§ **TASK PROMPT**
Only those lines in the data below from the line containing "width or height" through the line containing "overlap. The story-level", both included, should be restated word for word.

• • • •

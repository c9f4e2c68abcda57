//! Hotspot rectangle sanity check

use crate::story::Story;
use crate::validate::StructuralError;
use crate::validate::check::{CheckResult, StoryCheck};

/// Scans for hotspots with negative width or height
pub fn violations(story: &Story) -> Vec<StructuralError> {
    let mut degenerate = Vec::new();

    for page in &story.pages {
        for link in &page.links {
            if link.rect.width < 0.0 || link.rect.height < 0.0 {
                degenerate.push(StructuralError::NegativeHotspotRect {
                    page: page.index,
                    link: link.index,
                });
            }
        }
    }

    degenerate
}

/// Checks that hotspot rectangles have non-negative dimensions
pub struct LinkRectCheck;

impl LinkRectCheck {
    pub fn new() -> Self {
        Self
    }
}

impl Default for LinkRectCheck {
    fn default() -> Self {
        Self::new()
    }
}

impl StoryCheck for LinkRectCheck {
    fn name(&self) -> &'static str {
        "Hotspot rectangles"
    }

    fn check(&self, story: &Story) -> CheckResult {
        let violations = violations(story);
        if violations.is_empty() {
            CheckResult::pass("all hotspot rectangles are well-formed")
        } else {
            let details = violations
                .iter()
                .map(|v| format!("  ✗ {v}"))
                .collect::<Vec<_>>()
                .join("\n");
            CheckResult::fail(format!(
                "{} hotspot(s) with negative dimensions",
                violations.len()
            ))
            .with_details(details)
        }
    }
}
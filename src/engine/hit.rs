//! Hotspot hit testing

use crate::story::{Link, Page, Story};

/// Finds the hotspot under `point` on the given page, or `None`.
///
/// Links are declared bottom-to-top, so the scan runs in reverse list order
/// and the last-listed hotspot wins on overlap. The story-level
/// `disable_interactions` kill-switch is honored before any per-link test.
/// Side-effect-free.
pub fn hit_test<'a>(story: &Story, page: &'a Page, point: [f32; 2]) -> Option<&'a Link> {
    if story.disable_interactions {
        return None;
    }

    page.links.iter().rev().find(|link| link.rect.contains(point))
}

#[cfg(test)]
mod tests {
    use super::*;
    use crate::story::{DocMeta, Rect};

    fn link(index: usize, rect: Rect) -> Link {
        Link {
            name: format!("link-{index}"),
            rect,
            index,
            reactions: vec![],
        }
    }

    fn page_with_links(links: Vec<Link>) -> Page {
        Page {
            id: "1:1".to_string(),
            group_index: 0,
            title: "Menu".to_string(),
            image: String::new(),
            index: 0,
            width: 320.0,
            height: 172.0,
            x: 0.0,
            y: 0.0,
            proto_overflow_v: false,
            proto_overflow_h: false,
            links,
        }
    }

    fn story_with(page: Page) -> Story {
        Story {
            title: String::new(),
            doc: DocMeta::default(),
            disable_interactions: false,
            highlight_hotspot: false,
            highlight_all_hotspots: false,
            pages: vec![page],
            groups: vec![],
            start_page_index: 0,
        }
    }

    #[test]
    fn test_hit_inside_rect() {
        let page = page_with_links(vec![link(0, Rect::new(61.0, 114.0, 198.0, 46.0))]);
        let story = story_with(page);
        let hit = hit_test(&story, &story.pages[0], [100.0, 130.0]);
        assert_eq!(hit.map(|l| l.index), Some(0));
    }

    #[test]
    fn test_miss_returns_none() {
        let page = page_with_links(vec![link(0, Rect::new(61.0, 114.0, 198.0, 46.0))]);
        let story = story_with(page);
        assert!(hit_test(&story, &story.pages[0], [0.0, 0.0]).is_none());
    }

    #[test]
    fn test_overlapping_links_last_listed_wins() {
        let page = page_with_links(vec![
            link(0, Rect::new(10.0, 10.0, 100.0, 100.0)),
            link(1, Rect::new(50.0, 50.0, 100.0, 100.0)),
        ]);
        let story = story_with(page);

        // Overlap region: later declaration sits on top
        let hit = hit_test(&story, &story.pages[0], [60.0, 60.0]);
        assert_eq!(hit.map(|l| l.index), Some(1));

        // Only the lower link covers this point
        let hit = hit_test(&story, &story.pages[0], [20.0, 20.0]);
        assert_eq!(hit.map(|l| l.index), Some(0));
    }

    #[test]
    fn test_kill_switch_suppresses_all_hits() {
        let page = page_with_links(vec![link(0, Rect::new(0.0, 0.0, 320.0, 172.0))]);
        let mut story = story_with(page);
        story.disable_interactions = true;
        assert!(hit_test(&story, &story.pages[0], [100.0, 100.0]).is_none());
    }
}
//! Formatting and reporting for validation results

use colored::Colorize;
use tabled::{
    builder::Builder,
    settings::{Alignment, Modify, Style, object::Rows},
};

use super::runner::ValidationReport;

/// Formats a validation report as a pretty table
pub fn format_report(report: &ValidationReport) -> String {
    let mut builder = Builder::default();

    builder.push_record(["Invariant", "Status", "Duration", "Message"]);

    for (name, result) in &report.results {
        let duration_str = format!("{:.2?}", result.duration);
        builder.push_record([
            name.as_str(),
            &result.status.as_colored_str(),
            &duration_str,
            &result.message,
        ]);
    }

    let mut table = builder.build();
    table
        .with(Style::rounded())
        .with(Modify::new(Rows::first()).with(Alignment::center()));

    let mut output = String::new();
    output.push_str(&table.to_string());
    output.push('\n');
    output.push_str(&format_summary(report));

    output
}

/// Prints a validation report to stdout
pub fn print_report(report: &ValidationReport) {
    println!("{}", format_report(report));
}

fn format_summary(report: &ValidationReport) -> String {
    let mut summary = String::new();

    summary.push_str(&format!("\n{}\n", "Summary".bold().underline()));
    summary.push_str(&format!("  Total checks: {}\n", report.total));
    summary.push_str(&format!("  {} Passed: {}\n", "✓".green(), report.passed));

    if report.warned > 0 {
        summary.push_str(&format!("  {} Warned: {}\n", "⚠".yellow(), report.warned));
    }

    if report.failed > 0 {
        summary.push_str(&format!("  {} Failed: {}\n", "✗".red(), report.failed));
    }

    summary.push('\n');
    if report.is_valid() {
        if report.has_warnings() {
            summary.push_str(&format!(
                "  {}\n",
                "Story: VALID (with warnings)".yellow().bold()
            ));
        } else {
            summary.push_str(&format!("  {}\n", "Story: VALID".green().bold()));
        }
    } else {
        summary.push_str(&format!("  {}\n", "Story: REJECTED".red().bold()));
    }

    summary
}
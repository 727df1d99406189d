mod common;
mod events;
mod server;

pub use common::{HealthDependencyStatus, HealthResponse};
pub use events::{
    EventAcknowledgementResponse, TaskStateChangeDetailRequest, WorkloadRunningEventRequest,
};
pub use server::{ServerActionResponse, ServerStatusResponse};
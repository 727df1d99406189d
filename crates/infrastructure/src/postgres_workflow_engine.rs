use async_trait::async_trait;
use chrono::{DateTime, Utc};
use ondemand_application::{
    ClaimedWorkflowRun, CompleteWorkflowRunInput, WorkflowEngine, WorkflowRun,
    WorkflowRunRepository,
};
use ondemand_core::{AppError, AppResult};
use ondemand_domain::{ExecutionReference, TaskHandle, WorkflowRunState, WorkflowStep};
use sqlx::{FromRow, PgPool};

mod runs;
mod submission;

/// PostgreSQL-backed durable workflow engine.
///
/// Runs are rows in `workflow_runs`; workers lease them with
/// `FOR UPDATE SKIP LOCKED` and fence every write with the lease token.
#[derive(Clone)]
pub struct PostgresWorkflowEngine {
    pool: PgPool,
}

impl PostgresWorkflowEngine {
    /// Creates a workflow engine with the provided connection pool.
    #[must_use]
    pub fn new(pool: PgPool) -> Self {
        Self { pool }
    }

    /// Finds one run by reference.
    pub async fn find_run(
        &self,
        execution_reference: &ExecutionReference,
    ) -> AppResult<Option<WorkflowRun>> {
        let run_id = parse_run_id(execution_reference)?;
        let row = sqlx::query_as::<_, WorkflowRunRow>(
            r#"
            SELECT
                id,
                state,
                current_step,
                task_cluster_id,
                task_id,
                failure_reason,
                created_at,
                finished_at
            FROM workflow_runs
            WHERE id = $1
            "#,
        )
        .bind(run_id)
        .fetch_optional(&self.pool)
        .await
        .map_err(|error| {
            AppError::Internal(format!(
                "failed to find workflow run '{execution_reference}': {error}"
            ))
        })?;

        row.map(workflow_run_from_row).transpose()
    }
}

#[derive(Debug, FromRow)]
struct WorkflowRunRow {
    id: uuid::Uuid,
    state: String,
    current_step: Option<String>,
    task_cluster_id: Option<String>,
    task_id: Option<String>,
    failure_reason: Option<String>,
    created_at: DateTime<Utc>,
    finished_at: Option<DateTime<Utc>>,
}

#[derive(Debug, FromRow)]
struct ClaimedWorkflowRunRow {
    id: uuid::Uuid,
    lease_token: String,
    task_cluster_id: Option<String>,
    task_id: Option<String>,
    stop_requested: bool,
    started_at: DateTime<Utc>,
}

#[async_trait]
impl WorkflowEngine for PostgresWorkflowEngine {
    async fn start_run(&self) -> AppResult<ExecutionReference> {
        self.start_run_impl().await
    }

    async fn stop_run(&self, execution_reference: &ExecutionReference) -> AppResult<()> {
        self.stop_run_impl(execution_reference).await
    }
}

#[async_trait]
impl WorkflowRunRepository for PostgresWorkflowEngine {
    async fn claim_runs(
        &self,
        worker_id: &str,
        limit: usize,
        lease_seconds: u32,
    ) -> AppResult<Vec<ClaimedWorkflowRun>> {
        self.claim_runs_impl(worker_id, limit, lease_seconds).await
    }

    async fn renew_lease(&self, run: &ClaimedWorkflowRun, lease_seconds: u32) -> AppResult<bool> {
        self.renew_lease_impl(run, lease_seconds).await
    }

    async fn record_step(&self, run: &ClaimedWorkflowRun, step: WorkflowStep) -> AppResult<()> {
        self.record_step_impl(run, step).await
    }

    async fn record_task(&self, run: &ClaimedWorkflowRun, task: &TaskHandle) -> AppResult<()> {
        self.record_task_impl(run, task).await
    }

    async fn is_stop_requested(
        &self,
        execution_reference: &ExecutionReference,
    ) -> AppResult<bool> {
        self.is_stop_requested_impl(execution_reference).await
    }

    async fn complete_run(&self, input: CompleteWorkflowRunInput) -> AppResult<WorkflowRun> {
        self.complete_run_impl(input).await
    }
}

fn parse_run_id(execution_reference: &ExecutionReference) -> AppResult<uuid::Uuid> {
    uuid::Uuid::parse_str(execution_reference.as_str()).map_err(|error| {
        AppError::Validation(format!(
            "invalid workflow run reference '{execution_reference}': {error}"
        ))
    })
}

fn run_reference(run_id: uuid::Uuid) -> AppResult<ExecutionReference> {
    ExecutionReference::new(run_id.to_string())
}

fn task_from_columns(
    task_cluster_id: Option<String>,
    task_id: Option<String>,
) -> AppResult<Option<TaskHandle>> {
    match (task_cluster_id, task_id) {
        (Some(cluster_id), Some(task_id)) => TaskHandle::new(cluster_id, task_id).map(Some),
        _ => Ok(None),
    }
}

fn workflow_run_from_row(row: WorkflowRunRow) -> AppResult<WorkflowRun> {
    Ok(WorkflowRun {
        execution_reference: run_reference(row.id)?,
        state: WorkflowRunState::parse(row.state.as_str())?,
        current_step: row
            .current_step
            .as_deref()
            .map(WorkflowStep::parse)
            .transpose()?,
        task: task_from_columns(row.task_cluster_id, row.task_id)?,
        failure_reason: row.failure_reason,
        created_at: row.created_at,
        finished_at: row.finished_at,
    })
}

fn claimed_run_from_row(row: ClaimedWorkflowRunRow) -> AppResult<ClaimedWorkflowRun> {
    Ok(ClaimedWorkflowRun {
        execution_reference: run_reference(row.id)?,
        lease_token: row.lease_token,
        task: task_from_columns(row.task_cluster_id, row.task_id)?,
        stop_requested: row.stop_requested,
        started_at: row.started_at,
    })
}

• • • •

§ **THE ANSWER**
/// Scans for hotspots with negative width or height
pub fn violations(story: &Story) -> Vec<StructuralError> {
    let mut degenerate = Vec::new();

    for page in &story.pages {
        for link in &page.links {
            if link.rect.width < 0.0 || link.rect.height < 0.0 {
                degenerate.push(StructuralError::NegativeHotspotRect {
                    page: page.index,
                    link: link.index,
                });
            }
        }
    }

    degenerate
}

/// Checks that hotspot rectangles have non-negative dimensions
pub struct LinkRectCheck;

impl LinkRectCheck {
    pub fn new() -> Self {
        Self
    }
}

impl Default for LinkRectCheck {
    fn default() -> Self {
        Self::new()
    }
}

impl StoryCheck for LinkRectCheck {
    fn name(&self) -> &'static str {
        "Hotspot rectangles"
    }

    fn check(&self, story: &Story) -> CheckResult {
        let violations = violations(story);
        if violations.is_empty() {
            CheckResult::pass("all hotspot rectangles are well-formed")
        } else {
            let details = violations
                .iter()
                .map(|v| format!("  ✗ {v}"))
                .collect::<Vec<_>>()
                .join("\n");
            CheckResult::fail(format!(
                "{} hotspot(s) with negative dimensions",
                violations.len()
            ))
            .with_details(details)
        }
    }
}
filename src/engine/hit.rs
//! Hotspot hit testing

use crate::story::{Link, Page, Story};

/// Finds the hotspot under `point` on the given page, or `None`.
///
/// Links are declared bottom-to-top, so the scan runs in reverse list order
/// and the last-listed hotspot wins on overlap. The story-level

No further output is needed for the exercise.